Fig. 3: Global and CGI methylation are correlated across ALL subtypes.

a, CGI methylation levels averaged across all covered CpGs per sample for ALL subtypes, other hematopoietic malignancies from Blueprint and solid tumors from TCGA (left) as well as healthy cell types of the lymphoid lineages from this study and Blueprint (right) (Supplementary Tables 2 and 3). Lines denote the median, edges denote the IQR, whiskers denote 1.5 × IQR and minima/maxima are represented by dots. The number of independent samples is indicated at the top and is the same as in Fig. 1d. All tumor types exhibit CGI hypermethylation to a varying degree with the largest range visible for T-ALL. b, Genome browser tracks for WGBS data of representative memory B and precursor T cells, healthy colon tissue, CLL, COAD and T-ALL for an exemplary locus (PAX6 gene; chr11:31,806,145–31,844,510).

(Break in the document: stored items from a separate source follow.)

//! Run result types
//!
//! Exit codes are additive: `1` for a required violation, `2` for a banned
//! violation, `3` for both. Each flag is raised at most once per run.

use super::Finding;
use chrono::{DateTime, Utc};
use serde::{Deserialize, Serialize};

/// Exit code contributed by a required-rule violation
pub const REQUIRED_VIOLATION_CODE: i32 = 1;

/// Exit code contributed by a banned-rule violation
pub const BANNED_VIOLATION_CODE: i32 = 2;

/// Status of a run aborted by a transport, parse, rule or inventory error
pub const FATAL_EXIT_CODE: i32 = -1;

/// Sticky violation flags accumulated across all sources of a run
#[derive(Debug, Clone, Copy, Default, PartialEq, Eq, Serialize, Deserialize)]
pub struct ViolationFlags {
    /// Some required rule was violated
    pub required: bool,
    /// Some banned rule was violated
    pub banned: bool,
}

impl ViolationFlags {
    /// Creates cleared flags
    pub fn new() -> Self {
        Self::default()
    }

    /// Returns the policy exit code (0..=3)
    pub fn exit_code(&self) -> i32 {
        let mut code = 0;
        if self.required {
            code += REQUIRED_VIOLATION_CODE;
        }
        if self.banned {
            code += BANNED_VIOLATION_CODE;
        }
        code
    }

    /// Returns true if no flag is raised
    pub fn is_compliant(&self) -> bool {
        !self.required && !self.banned
    }
}

/// Findings for a single requirements source
#[derive(Debug, Clone, PartialEq, Eq, Serialize, Deserialize)]
pub struct SourceReport {
    /// Location the requirements were fetched from
    pub location: String,
    /// Findings in report order
    pub findings: Vec<Finding>,
}

impl SourceReport {
    /// Creates a report for a location
    pub fn new(location: impl Into<String>, findings: Vec<Finding>) -> Self {
        Self {
            location: location.into(),
            findings,
        }
    }

    /// Returns the violated findings
    pub fn violations(&self) -> impl Iterator<Item = &Finding> {
        self.findings.iter().filter(|f| f.is_violated())
    }

    /// Returns the number of violated findings
    pub fn violation_count(&self) -> usize {
        self.violations().count()
    }
}

/// Result of checking every requirements source
#[derive(Debug, Clone, PartialEq, Serialize, Deserialize)]
pub struct RunResult {
    /// When the check ran
    pub checked_at: DateTime<Utc>,
    /// Per-source reports in input order
    pub reports: Vec<SourceReport>,
    /// Accumulated violation flags
    pub flags: ViolationFlags,
}

impl RunResult {
    /// Creates a run result
    pub fn new(reports: Vec<SourceReport>, flags: ViolationFlags) -> Self {
        Self {
            checked_at: Utc::now(),
            reports,
            flags,
        }
    }

    /// Returns the process exit code for this run
    pub fn exit_code(&self) -> i32 {
        self.flags.exit_code()
    }

    /// Returns true if every source and module complied
    pub fn is_compliant(&self) -> bool {
        self.flags.is_compliant()
    }

    /// Returns the total number of findings across all sources
    pub fn finding_count(&self) -> usize {
        self.reports.iter().map(|r| r.findings.len()).sum()
    }

    /// Returns the total number of violations across all sources
    pub fn violation_count(&self) -> usize {
        self.reports.iter().map(SourceReport::violation_count).sum()
    }
}
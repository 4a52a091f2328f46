//! CLI argument parsing module for modreq

use clap::Parser;
use std::path::PathBuf;

/// Go module requirement checker
#[derive(Parser, Debug, Clone)]
#[command(
    name = "modreq",
    version,
    about = "Check resolved Go modules against required and banned version rules"
)]
pub struct CliArgs {
    /// Requirement locations: file://, http(s)://, ssh:// URIs or paths
    /// (default: file://<cwd>/.gomodreq.yml)
    pub locations: Vec<String>,

    /// Go project directory used to resolve modules
    #[arg(short = 'C', long = "dir", default_value = ".")]
    pub dir: PathBuf,

    /// Read the module inventory from a `go list -m -u -json all` dump
    #[arg(long, value_name = "FILE")]
    pub inventory: Option<PathBuf>,

    /// Verify ssh host keys against ~/.ssh/known_hosts
    #[arg(long)]
    pub strict_host_keys: bool,

    // Output options
    /// Output results in JSON format
    #[arg(long)]
    pub json: bool,

    /// Enable verbose output
    #[arg(short, long)]
    pub verbose: bool,

    /// Enable quiet mode - only the final result line
    #[arg(short, long, conflicts_with = "verbose")]
    pub quiet: bool,

    /// Disable colored output
    #[arg(long)]
    pub no_color: bool,
}
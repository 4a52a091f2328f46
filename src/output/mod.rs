//! Output formatting for check results
//!
//! This module provides:
//! - Text output with check/cross marks for human-readable display
//! - JSON output for machine processing

mod json;
mod text;

pub use json::JsonFormatter;
pub use text::{Drift, TextFormatter};

use crate::domain::RunResult;
use std::io::Write;

/// Output format options
#[derive(Debug, Clone, Copy, PartialEq, Eq, Default)]
pub enum OutputFormat {
    /// Human-readable text output
    #[default]
    Text,
    /// JSON output for machine processing
    Json,
}

/// Output verbosity level
#[derive(Debug, Clone, Copy, PartialEq, Eq, Default)]
pub enum Verbosity {
    /// Only the overall result
    Quiet,
    /// One line per finding
    #[default]
    Normal,
    /// Findings with versions, rules and available updates
    Verbose,
}

/// Configuration for output formatting
#[derive(Debug, Clone)]
pub struct OutputConfig {
    /// Output format (text, json)
    pub format: OutputFormat,
    /// Verbosity level
    pub verbosity: Verbosity,
    /// Whether to use colors
    pub color: bool,
}

impl Default for OutputConfig {
    fn default() -> Self {
        Self {
            format: OutputFormat::default(),
            verbosity: Verbosity::default(),
            color: true,
        }
    }
}

impl OutputConfig {
    /// Create configuration from CLI arguments
    pub fn from_cli(json: bool, verbose: bool, quiet: bool, color: bool) -> Self {
        let format = if json {
            OutputFormat::Json
        } else {
            OutputFormat::Text
        };

        let verbosity = if quiet {
            Verbosity::Quiet
        } else if verbose {
            Verbosity::Verbose
        } else {
            Verbosity::Normal
        };

        Self {
            format,
            verbosity,
            color,
        }
    }

    /// Whether spinners should be drawn on stderr
    pub fn show_progress(&self) -> bool {
        self.format == OutputFormat::Text && self.verbosity != Verbosity::Quiet
    }
}

/// Trait for output formatters
pub trait OutputFormatter {
    /// Format and write the run result
    fn format(&self, result: &RunResult, writer: &mut dyn Write) -> std::io::Result<()>;
}

/// Create an output formatter based on configuration
pub fn create_formatter(config: &OutputConfig) -> Box<dyn OutputFormatter> {
    match config.format {
        OutputFormat::Text => Box::new(TextFormatter::with_color(config.verbosity, config.color)),
        OutputFormat::Json => Box::new(JsonFormatter::new()),
    }
}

Cancer samples show CGI hypermethylation in comparison to their respective healthy tissue to different extents. c, Correlation between global mean methylation (excluding CpGs in CGIs) and CGI mean methylation levels across ALL subtypes and healthy control samples. For all ALL subtypes, most prominent for T-ALL, a correlation between global and CGI methylation levels can be observed. The number of samples per ALL subtype is the same as in a.